Data to use

*** Block opens ***

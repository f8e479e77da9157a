//! Moment-style date format rendering and parsing.
//!
//! Daily-note settings carry formats in the moment.js token dialect
//! (`YYYY-MM-DD` and friends), not strftime. The supported subset:
//!
//! | token  | meaning            |
//! |--------|--------------------|
//! | `YYYY` | 4-digit year       |
//! | `YY`   | 2-digit year (2000-2099) |
//! | `MM`   | zero-padded month  |
//! | `M`    | month, no padding  |
//! | `DD`   | zero-padded day    |
//! | `D`    | day, no padding    |
//!
//! `[...]` escapes a literal run; any other character matches itself.
//!
//! [`parse`] is strict: the parsed date is re-rendered and compared against
//! the input, so anything `render` would not have produced is rejected. No
//! clamping, no partial parses.

use chrono::NaiveDate;

/// One element of a compiled format string.
#[derive(Debug, Clone, PartialEq, Eq)]
enum Piece {
    Year4,
    Year2,
    Month2,
    Month1,
    Day2,
    Day1,
    Literal(String),
}

fn compile(format: &str) -> Vec<Piece> {
    let mut pieces = Vec::new();
    let chars: Vec<char> = format.chars().collect();
    let mut literal = String::new();
    let mut i = 0;
    while i < chars.len() {
        let push_literal = |pieces: &mut Vec<Piece>, literal: &mut String| {
            if !literal.is_empty() {
                pieces.push(Piece::Literal(std::mem::take(literal)));
            }
        };
        let run = |chars: &[char], i: usize, c: char| {
            chars[i..].iter().take_while(|&&x| x == c).count()
        };
        match chars[i] {
            '[' => {
                push_literal(&mut pieces, &mut literal);
                let mut j = i.saturating_add(1);
                while j < chars.len() && chars[j] != ']' {
                    literal.push(chars[j]);
                    j = j.saturating_add(1);
                }
                push_literal(&mut pieces, &mut literal);
                i = j.saturating_add(1);
            }
            'Y' => {
                push_literal(&mut pieces, &mut literal);
                let n = run(&chars, i, 'Y');
                pieces.push(if n >= 4 { Piece::Year4 } else { Piece::Year2 });
                i = i.saturating_add(n);
            }
            'M' => {
                push_literal(&mut pieces, &mut literal);
                let n = run(&chars, i, 'M');
                pieces.push(if n >= 2 { Piece::Month2 } else { Piece::Month1 });
                i = i.saturating_add(n);
            }
            'D' => {
                push_literal(&mut pieces, &mut literal);
                let n = run(&chars, i, 'D');
                pieces.push(if n >= 2 { Piece::Day2 } else { Piece::Day1 });
                i = i.saturating_add(n);
            }
            c => {
                literal.push(c);
                i = i.saturating_add(1);
            }
        }
    }
    if !literal.is_empty() {
        pieces.push(Piece::Literal(literal));
    }
    pieces
}

/// Render a date under a moment-style format.
#[must_use]
pub fn render(date: NaiveDate, format: &str) -> String {
    use chrono::Datelike;
    let mut out = String::new();
    for piece in compile(format) {
        match piece {
            Piece::Year4 => out.push_str(&format!("{:04}", date.year())),
            Piece::Year2 => out.push_str(&format!("{:02}", date.year().rem_euclid(100))),
            Piece::Month2 => out.push_str(&format!("{:02}", date.month())),
            Piece::Month1 => out.push_str(&date.month().to_string()),
            Piece::Day2 => out.push_str(&format!("{:02}", date.day())),
            Piece::Day1 => out.push_str(&date.day().to_string()),
            Piece::Literal(lit) => out.push_str(&lit),
        }
    }
    out
}

/// Parse a date string against a moment-style format. Strict: succeeds only
/// for strings that [`render`] itself would produce.
#[must_use]
pub fn parse(text: &str, format: &str) -> Option<NaiveDate> {
    let pieces = compile(format);
    let bytes = text.as_bytes();
    let mut pos = 0usize;
    let mut year: Option<i32> = None;
    let mut month: Option<u32> = None;
    let mut day: Option<u32> = None;

    let take_digits = |bytes: &[u8], pos: usize, min: usize, max: usize| -> Option<(u32, usize)> {
        let mut end = pos;
        while end < bytes.len()
            && end.checked_sub(pos)? < max
            && bytes[end].is_ascii_digit()
        {
            end = end.checked_add(1)?;
        }
        let count = end.checked_sub(pos)?;
        if count < min {
            return None;
        }
        let value: u32 = std::str::from_utf8(&bytes[pos..end]).ok()?.parse().ok()?;
        Some((value, end))
    };

    for piece in &pieces {
        match piece {
            Piece::Year4 => {
                let (v, next) = take_digits(bytes, pos, 4, 4)?;
                year = Some(i32::try_from(v).ok()?);
                pos = next;
            }
            Piece::Year2 => {
                let (v, next) = take_digits(bytes, pos, 2, 2)?;
                year = Some(i32::try_from(v).ok()?.checked_add(2000)?);
                pos = next;
            }
            Piece::Month2 => {
                let (v, next) = take_digits(bytes, pos, 2, 2)?;
                month = Some(v);
                pos = next;
            }
            Piece::Month1 => {
                let (v, next) = take_digits(bytes, pos, 1, 2)?;
                month = Some(v);
                pos = next;
            }
            Piece::Day2 => {
                let (v, next) = take_digits(bytes, pos, 2, 2)?;
                day = Some(v);
                pos = next;
            }
            Piece::Day1 => {
                let (v, next) = take_digits(bytes, pos, 1, 2)?;
                day = Some(v);
                pos = next;
            }
            Piece::Literal(lit) => {
                let end = pos.checked_add(lit.len())?;
                if bytes.get(pos..end)? != lit.as_bytes() {
                    return None;
                }
                pos = end;
            }
        }
    }

    if pos != bytes.len() {
        return None;
    }
    let date = NaiveDate::from_ymd_opt(year?, month?, day?)?;
    // Round-trip guard: reject zero-padded-vs-not mismatches and any other
    // string render would not have produced.
    if render(date, format) != text {
        return None;
    }
    Some(date)
}

#[cfg(test)]
mod tests {
    use super::*;

    fn date(y: i32, m: u32, d: u32) -> NaiveDate {
        NaiveDate::from_ymd_opt(y, m, d).unwrap()
    }

    #[test]
    fn test_render_iso() {
        assert_eq!(render(date(2023, 5, 9), "YYYY-MM-DD"), "2023-05-09");
    }

    #[test]
    fn test_render_unpadded() {
        assert_eq!(render(date(2023, 5, 9), "D.M.YYYY"), "9.5.2023");
    }

    #[test]
    fn test_render_literal_brackets() {
        assert_eq!(
            render(date(2023, 5, 9), "[Daily] YYYY-MM-DD"),
            "Daily 2023-05-09"
        );
    }

    #[test]
    fn test_parse_iso() {
        assert_eq!(
            parse("2023-05-09", "YYYY-MM-DD"),
            Some(date(2023, 5, 9))
        );
    }

    #[test]
    fn test_parse_rejects_out_of_format() {
        assert_eq!(parse("2023/05/09", "YYYY-MM-DD"), None);
        assert_eq!(parse("2023-5-9", "YYYY-MM-DD"), None);
        assert_eq!(parse("2023-05-09x", "YYYY-MM-DD"), None);
        assert_eq!(parse("", "YYYY-MM-DD"), None);
    }

    #[test]
    fn test_parse_rejects_invalid_date() {
        // Well-formed digits, impossible date: no clamping.
        assert_eq!(parse("2023-02-30", "YYYY-MM-DD"), None);
        assert_eq!(parse("2023-13-01", "YYYY-MM-DD"), None);
    }

    #[test]
    fn test_roundtrip_across_year() {
        let mut d = date(2023, 1, 1);
        for _ in 0..365 {
            for fmt in ["YYYY-MM-DD", "D.M.YYYY", "YYYYMMDD", "DD MM YY"] {
                let rendered = render(d, fmt);
                assert_eq!(parse(&rendered, fmt), Some(d), "format {fmt}: {rendered}");
            }
            d = d.succ_opt().unwrap();
        }
    }

    #[test]
    fn test_two_digit_year() {
        assert_eq!(render(date(2023, 5, 9), "YY-MM-DD"), "23-05-09");
        assert_eq!(parse("23-05-09", "YY-MM-DD"), Some(date(2023, 5, 9)));
    }
}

*** Block closes ***

Exercise
Your response needs to restate the lines above exactly.

Answer space
repository f8e479e77da9157a
//! Moment-style date format rendering and parsing.
//!
//! Daily-note settings carry formats in the moment.js token dialect
//! (`YYYY-MM-DD` and friends), not strftime. The supported subset:
//!
//! | token  | meaning            |
//! |--------|--------------------|
//! | `YYYY` | 4-digit year       |
//! | `YY`   | 2-digit year (2000-2099) |
//! | `MM`   | zero-padded month  |
//! | `M`    | month, no padding  |
//! | `DD`   | zero-padded day    |
//! | `D`    | day, no padding    |
//!
//! `[...]` escapes a literal run; any other character matches itself.
//!
//! [`parse`] is strict: the parsed date is re-rendered and compared against
//! the input, so anything `render` would not have produced is rejected. No
//! clamping, no partial parses.

use chrono::NaiveDate;

/// One element of a compiled format string.
#[derive(Debug, Clone, PartialEq, Eq)]
enum Piece {
    Year4,
    Year2,
    Month2,
    Month1,
    Day2,
    Day1,
    Literal(String),
}

fn compile(format: &str) -> Vec<Piece> {
    let mut pieces = Vec::new();
    let chars: Vec<char> = format.chars().collect();
    let mut literal = String::new();
    let mut i = 0;
    while i < chars.len() {
        let push_literal = |pieces: &mut Vec<Piece>, literal: &mut String| {
            if !literal.is_empty() {
                pieces.push(Piece::Literal(std::mem::take(literal)));
            }
        };
        let run = |chars: &[char], i: usize, c: char| {
            chars[i..].iter().take_while(|&&x| x == c).count()
        };
        match chars[i] {
            '[' => {
                push_literal(&mut pieces, &mut literal);
                let mut j = i.saturating_add(1);
                while j < chars.len() && chars[j] != ']' {
                    literal.push(chars[j]);
                    j = j.saturating_add(1);
                }
                push_literal(&mut pieces, &mut literal);
                i = j.saturating_add(1);
            }
            'Y' => {
                push_literal(&mut pieces, &mut literal);
                let n = run(&chars, i, 'Y');
                pieces.push(if n >= 4 { Piece::Year4 } else { Piece::Year2 });
                i = i.saturating_add(n);
            }
            'M' => {
                push_literal(&mut pieces, &mut literal);
                let n = run(&chars, i, 'M');
                pieces.push(if n >= 2 { Piece::Month2 } else { Piece::Month1 });
                i = i.saturating_add(n);
            }
            'D' => {
                push_literal(&mut pieces, &mut literal);
                let n = run(&chars, i, 'D');
                pieces.push(if n >= 2 { Piece::Day2 } else { Piece::Day1 });
                i = i.saturating_add(n);
            }
            c => {
                literal.push(c);
                i = i.saturating_add(1);
            }
        }
    }
    if !literal.is_empty() {
        pieces.push(Piece::Literal(literal));
    }
    pieces
}

/// Render a date under a moment-style format.
#[must_use]
pub fn render(date: NaiveDate, format: &str) -> String {
    use chrono::Datelike;
    let mut out = String::new();
    for piece in compile(format) {
        match piece {
            Piece::Year4 => out.push_str(&format!("{:04}", date.year())),
            Piece::Year2 => out.push_str(&format!("{:02}", date.year().rem_euclid(100))),
            Piece::Month2 => out.push_str(&format!("{:02}", date.month())),
            Piece::Month1 => out.push_str(&date.month().to_string()),
            Piece::Day2 => out.push_str(&format!("{:02}", date.day())),
            Piece::Day1 => out.push_str(&date.day().to_string()),
            Piece::Literal(lit) => out.push_str(&lit),
        }
    }
    out
}

/// Parse a date string against a moment-style format. Strict: succeeds only
/// for strings that [`render`] itself would produce.
#[must_use]
pub fn parse(text: &str, format: &str) -> Option<NaiveDate> {
    let pieces = compile(format);
    let bytes = text.as_bytes();
    let mut pos = 0usize;
    let mut year: Option<i32> = None;
    let mut month: Option<u32> = None;
    let mut day: Option<u32> = None;

    let take_digits = |bytes: &[u8], pos: usize, min: usize, max: usize| -> Option<(u32, usize)> {
        let mut end = pos;
        while end < bytes.len()
            && end.checked_sub(pos)? < max
            && bytes[end].is_ascii_digit()
        {
            end = end.checked_add(1)?;
        }
        let count = end.checked_sub(pos)?;
        if count < min {
            return None;
        }
        let value: u32 = std::str::from_utf8(&bytes[pos..end]).ok()?.parse().ok()?;
        Some((value, end))
    };

    for piece in &pieces {
        match piece {
            Piece::Year4 => {
                let (v, next) = take_digits(bytes, pos, 4, 4)?;
                year = Some(i32::try_from(v).ok()?);
                pos = next;
            }
            Piece::Year2 => {
                let (v, next) = take_digits(bytes, pos, 2, 2)?;
                year = Some(i32::try_from(v).ok()?.checked_add(2000)?);
                pos = next;
            }
            Piece::Month2 => {
                let (v, next) = take_digits(bytes, pos, 2, 2)?;
                month = Some(v);
                pos = next;
            }
            Piece::Month1 => {
                let (v, next) = take_digits(bytes, pos, 1, 2)?;
                month = Some(v);
                pos = next;
            }
            Piece::Day2 => {
                let (v, next) = take_digits(bytes, pos, 2, 2)?;
                day = Some(v);
                pos = next;
            }
            Piece::Day1 => {
                let (v, next) = take_digits(bytes, pos, 1, 2)?;
                day = Some(v);
                pos = next;
            }
            Piece::Literal(lit) => {
                let end = pos.checked_add(lit.len())?;
                if bytes.get(pos..end)? != lit.as_bytes() {
                    return None;
                }
                pos = end;
            }
        }
    }

    if pos != bytes.len() {
        return None;
    }
    let date = NaiveDate::from_ymd_opt(year?, month?, day?)?;
    // Round-trip guard: reject zero-padded-vs-not mismatches and any other
    // string render would not have produced.
    if render(date, format) != text {
        return None;
    }
    Some(date)
}

#[cfg(test)]
mod tests {
    use super::*;

    fn date(y: i32, m: u32, d: u32) -> NaiveDate {
        NaiveDate::from_ymd_opt(y, m, d).unwrap()
    }

    #[test]
    fn test_render_iso() {
        assert_eq!(render(date(2023, 5, 9), "YYYY-MM-DD"), "2023-05-09");
    }

    #[test]
    fn test_render_unpadded() {
        assert_eq!(render(date(2023, 5, 9), "D.M.YYYY"), "9.5.2023");
    }

    #[test]
    fn test_render_literal_brackets() {
        assert_eq!(
            render(date(2023, 5, 9), "[Daily] YYYY-MM-DD"),
            "Daily 2023-05-09"
        );
    }

    #[test]
    fn test_parse_iso() {
        assert_eq!(
            parse("2023-05-09", "YYYY-MM-DD"),
            Some(date(2023, 5, 9))
        );
    }

    #[test]
    fn test_parse_rejects_out_of_format() {
        assert_eq!(parse("2023/05/09", "YYYY-MM-DD"), None);
        assert_eq!(parse("2023-5-9", "YYYY-MM-DD"), None);
        assert_eq!(parse("2023-05-09x", "YYYY-MM-DD"), None);
        assert_eq!(parse("", "YYYY-MM-DD"), None);
    }

    #[test]
    fn test_parse_rejects_invalid_date() {
        // Well-formed digits, impossible date: no clamping.
        assert_eq!(parse("2023-02-30", "YYYY-MM-DD"), None);
        assert_eq!(parse("2023-13-01", "YYYY-MM-DD"), None);
    }

    #[test]
    fn test_roundtrip_across_year() {
        let mut d = date(2023, 1, 1);
        for _ in 0..365 {
            for fmt in ["YYYY-MM-DD", "D.M.YYYY", "YYYYMMDD", "DD MM YY"] {
                let rendered = render(d, fmt);
                assert_eq!(parse(&rendered, fmt), Some(d), "format {fmt}: {rendered}");
            }
            d = d.succ_opt().unwrap();
        }
    }

    #[test]
    fn test_two_digit_year() {
        assert_eq!(render(date(2023, 5, 9), "YY-MM-DD"), "23-05-09");
        assert_eq!(parse("23-05-09", "YY-MM-DD"), Some(date(2023, 5, 9)));
    }
}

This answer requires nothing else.